▶ [Dataset excerpts]:
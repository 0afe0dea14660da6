//! Content-negotiation header synthesis
//!
//! Every header family follows the same recipe: draw a random-sized subset of the
//! family's catalog, weight roughly half of the picks, band-sort them, then append the
//! family wildcard with `q=0.1` so it is always the least preferred entry.

mod accept;
mod accept_charset;
mod accept_encoding;
mod accept_language;
mod set;

pub use accept::{generate_accept, generate_realistic_accept};
pub use accept_charset::{
    generate_accept_charset, generate_realistic_accept_charset, CHARSET_BASELINE,
};
pub use accept_encoding::{generate_accept_encoding, generate_realistic_accept_encoding};
pub use accept_language::{generate_accept_language, generate_realistic_accept_language};
pub use set::{generate_header_set, HeaderSet};

use crate::catalog::{self, Family, Subset};
use crate::quality::{sort_qualities, HeaderValueList, QualityValue};
use rand::seq::SliceRandom;
use rand::Rng;
use serde::{Deserialize, Serialize};
use tracing::debug;

/// Weight given to the trailing wildcard entry
pub const WILDCARD_QUALITY: f64 = 0.1;

/// How many catalog entries a header should carry
///
/// `fixed_len` wins when present. Otherwise the count is drawn uniformly from
/// `[min_len, max_len]`, where `max_len` defaults to the catalog size. All bounds are
/// clamped to the catalog size; a `min_len` above the effective maximum collapses to it.
#[derive(Debug, Clone, Default, PartialEq, Eq, Serialize, Deserialize)]
#[serde(default)]
pub struct LengthOptions {
    pub fixed_len: Option<usize>,
    pub max_len: Option<usize>,
    pub min_len: usize,
}

impl LengthOptions {
    /// Exactly `len` entries
    pub fn fixed(len: usize) -> Self {
        Self {
            fixed_len: Some(len),
            ..Default::default()
        }
    }

    /// Between `min_len` and `max_len` entries, inclusive
    pub fn between(min_len: usize, max_len: usize) -> Self {
        Self {
            fixed_len: None,
            max_len: Some(max_len),
            min_len,
        }
    }
}

/// Which catalog and weight range a synthesizer draws from
#[derive(Debug, Clone, Copy, PartialEq, Eq, Hash, Serialize, Deserialize)]
#[serde(rename_all = "lowercase")]
pub enum Variant {
    /// Common tokens weighted within `[0.7, 1.0]`
    Realistic,
    /// Every catalog token weighted within `[0.0, 1.0]`
    Full,
}

impl Variant {
    pub fn subset(&self) -> Subset {
        match self {
            Variant::Realistic => Subset::Common,
            Variant::Full => Subset::All,
        }
    }

    /// Inclusive bounds for drawn weights
    pub fn quality_range(&self) -> (f64, f64) {
        match self {
            Variant::Realistic => (0.7, 1.0),
            Variant::Full => (0.0, 1.0),
        }
    }
}

/// Resolve how many entries to draw from a list of `list_len` tokens
pub fn calculate_num_choices<R: Rng + ?Sized>(
    rng: &mut R,
    list_len: usize,
    options: &LengthOptions,
) -> usize {
    if let Some(fixed) = options.fixed_len {
        return fixed.min(list_len);
    }

    let max_len = options.max_len.unwrap_or(list_len).min(list_len);
    let min_len = if options.min_len > max_len {
        debug!(
            min_len = options.min_len,
            max_len, "min_len exceeds max_len, clamping"
        );
        max_len
    } else {
        options.min_len
    };

    rng.gen_range(min_len..=max_len)
}

/// Pair a token with a weight from `range` half of the time
pub(crate) fn random_quality<R: Rng + ?Sized>(
    rng: &mut R,
    name: &str,
    (low, high): (f64, f64),
) -> QualityValue {
    if rng.gen_bool(0.5) {
        QualityValue::with_quality(name, rng.gen_range(low..=high))
    } else {
        QualityValue::new(name)
    }
}

/// Draw `count` distinct tokens and weight each of them independently
pub(crate) fn random_quality_values<R: Rng + ?Sized>(
    rng: &mut R,
    tokens: &[&str],
    count: usize,
    range: (f64, f64),
) -> Vec<QualityValue> {
    let chosen: Vec<&str> = tokens.choose_multiple(rng, count).copied().collect();
    chosen
        .into_iter()
        .map(|token| random_quality(rng, token, range))
        .collect()
}

/// Band-sort `values` and close the list with the family wildcard
pub(crate) fn finish<R: Rng + ?Sized>(
    rng: &mut R,
    family: Family,
    values: Vec<QualityValue>,
) -> HeaderValueList {
    let mut list: HeaderValueList = sort_qualities(rng, values).into();
    list.push(QualityValue::with_quality(family.wildcard(), WILDCARD_QUALITY));
    list
}

/// Synthesize one header value for `family` using the plain catalog recipe
pub fn synthesize<R: Rng + ?Sized>(
    rng: &mut R,
    family: Family,
    variant: Variant,
    options: &LengthOptions,
) -> HeaderValueList {
    let tokens = catalog::tokens(family, variant.subset());
    let count = calculate_num_choices(rng, tokens.len(), options);
    debug!(%family, ?variant, count, "synthesizing header");

    let values = random_quality_values(rng, tokens, count, variant.quality_range());
    finish(rng, family, values)
}

/// Synthesize a header value for any family, including family-specific baselines
pub fn generate_header<R: Rng + ?Sized>(
    rng: &mut R,
    family: Family,
    variant: Variant,
    options: &LengthOptions,
) -> String {
    match (family, variant) {
        (Family::Mime, Variant::Realistic) => generate_realistic_accept(rng, options),
        (Family::Mime, Variant::Full) => generate_accept(rng, options),
        (Family::Charset, Variant::Realistic) => generate_realistic_accept_charset(rng, options),
        (Family::Charset, Variant::Full) => generate_accept_charset(rng, options),
        (Family::Encoding, Variant::Realistic) => generate_realistic_accept_encoding(rng, options),
        (Family::Encoding, Variant::Full) => generate_accept_encoding(rng, options),
        (Family::Language, Variant::Realistic) => generate_realistic_accept_language(rng, options),
        (Family::Language, Variant::Full) => generate_accept_language(rng, options),
    }
}

#[cfg(test)]
pub(crate) mod tests {
    use super::*;
    use rand::rngs::StdRng;
    use rand::SeedableRng;
    use regex::Regex;

    /// Check the rendered grammar and the band/wildcard invariants of a header value
    pub(crate) fn assert_well_formed(header: &str, wildcard: &str) {
        let entry = Regex::new(r"^[^,; ]+(; q=(0\.[0-9]|1\.0))?$").unwrap();
        let entries: Vec<&str> = header.split(", ").collect();
        for e in &entries {
            assert!(entry.is_match(e), "malformed entry {:?} in {:?}", e, header);
        }

        let parsed = HeaderValueList::parse(header).into_inner();
        let (last, rest) = parsed.split_last().unwrap();
        assert_eq!(last.name(), wildcard);
        assert_eq!(last.tenths(), Some(1));
        assert!(rest.iter().all(|v| v.name() != wildcard), "wildcard repeated in {:?}", header);

        let mut previous = u8::MAX;
        for value in rest {
            let key = value.tenths().unwrap_or(u8::MAX);
            assert!(key <= previous, "band order violated in {:?}", header);
            previous = key;
        }
    }

    #[test]
    fn test_fixed_len_is_clamped() {
        let mut rng = StdRng::seed_from_u64(1);
        assert_eq!(calculate_num_choices(&mut rng, 5, &LengthOptions::fixed(3)), 3);
        assert_eq!(calculate_num_choices(&mut rng, 5, &LengthOptions::fixed(50)), 5);
    }

    #[test]
    fn test_random_len_within_bounds() {
        let mut rng = StdRng::seed_from_u64(2);
        for _ in 0..200 {
            let n = calculate_num_choices(&mut rng, 10, &LengthOptions::between(2, 4));
            assert!((2..=4).contains(&n));

            let n = calculate_num_choices(&mut rng, 10, &LengthOptions::default());
            assert!(n <= 10);

            let n = calculate_num_choices(&mut rng, 3, &LengthOptions::between(1, 30));
            assert!((1..=3).contains(&n));
        }
    }

    #[test]
    fn test_min_above_max_collapses() {
        let mut rng = StdRng::seed_from_u64(3);
        let options = LengthOptions::between(8, 4);
        assert_eq!(calculate_num_choices(&mut rng, 10, &options), 4);
    }

    #[test]
    fn test_encoding_fixed_len_scenario() {
        let mut rng = StdRng::seed_from_u64(4);
        let catalog = catalog::tokens(Family::Encoding, Subset::Common);

        for _ in 0..50 {
            let options = LengthOptions::fixed(3);
            let header = generate_header(&mut rng, Family::Encoding, Variant::Realistic, &options);
            assert_well_formed(&header, "*");

            let parsed = HeaderValueList::parse(&header).into_inner();
            assert_eq!(parsed.len(), 4);
            for value in &parsed[..3] {
                assert!(catalog.contains(&value.name()));
            }
        }
    }

    #[test]
    fn test_all_families_well_formed() {
        let mut rng = StdRng::seed_from_u64(5);
        for family in Family::ALL {
            for variant in [Variant::Realistic, Variant::Full] {
                for _ in 0..25 {
                    let header =
                        generate_header(&mut rng, family, variant, &LengthOptions::default());
                    assert_well_formed(&header, family.wildcard());
                }
            }
        }
    }

    #[test]
    fn test_realistic_weights_in_range() {
        let mut rng = StdRng::seed_from_u64(6);
        for _ in 0..50 {
            let options = LengthOptions::default();
            let list = synthesize(&mut rng, Family::Mime, Variant::Realistic, &options);
            let values = list.into_inner();
            for value in &values[..values.len() - 1] {
                if let Some(t) = value.tenths() {
                    assert!((7..=10).contains(&t));
                }
            }
        }
    }

    #[test]
    fn test_empty_selection_is_only_wildcard() {
        let mut rng = StdRng::seed_from_u64(7);
        let options = LengthOptions::fixed(0);
        let header = generate_header(&mut rng, Family::Mime, Variant::Full, &options);
        assert_eq!(header, "*/*; q=0.1");
    }

    #[test]
    fn test_seeded_output_is_reproducible() {
        let options = LengthOptions::between(2, 8);
        let mut first = StdRng::seed_from_u64(9);
        let mut second = StdRng::seed_from_u64(9);
        let a = generate_header(&mut first, Family::Language, Variant::Full, &options);
        let b = generate_header(&mut second, Family::Language, Variant::Full, &options);
        assert_eq!(a, b);
    }
}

▶ [Problem to work on]:
Count each line of the entries that holds the word "first", then state the total and nothing more.

▶ [Output for this task]:
2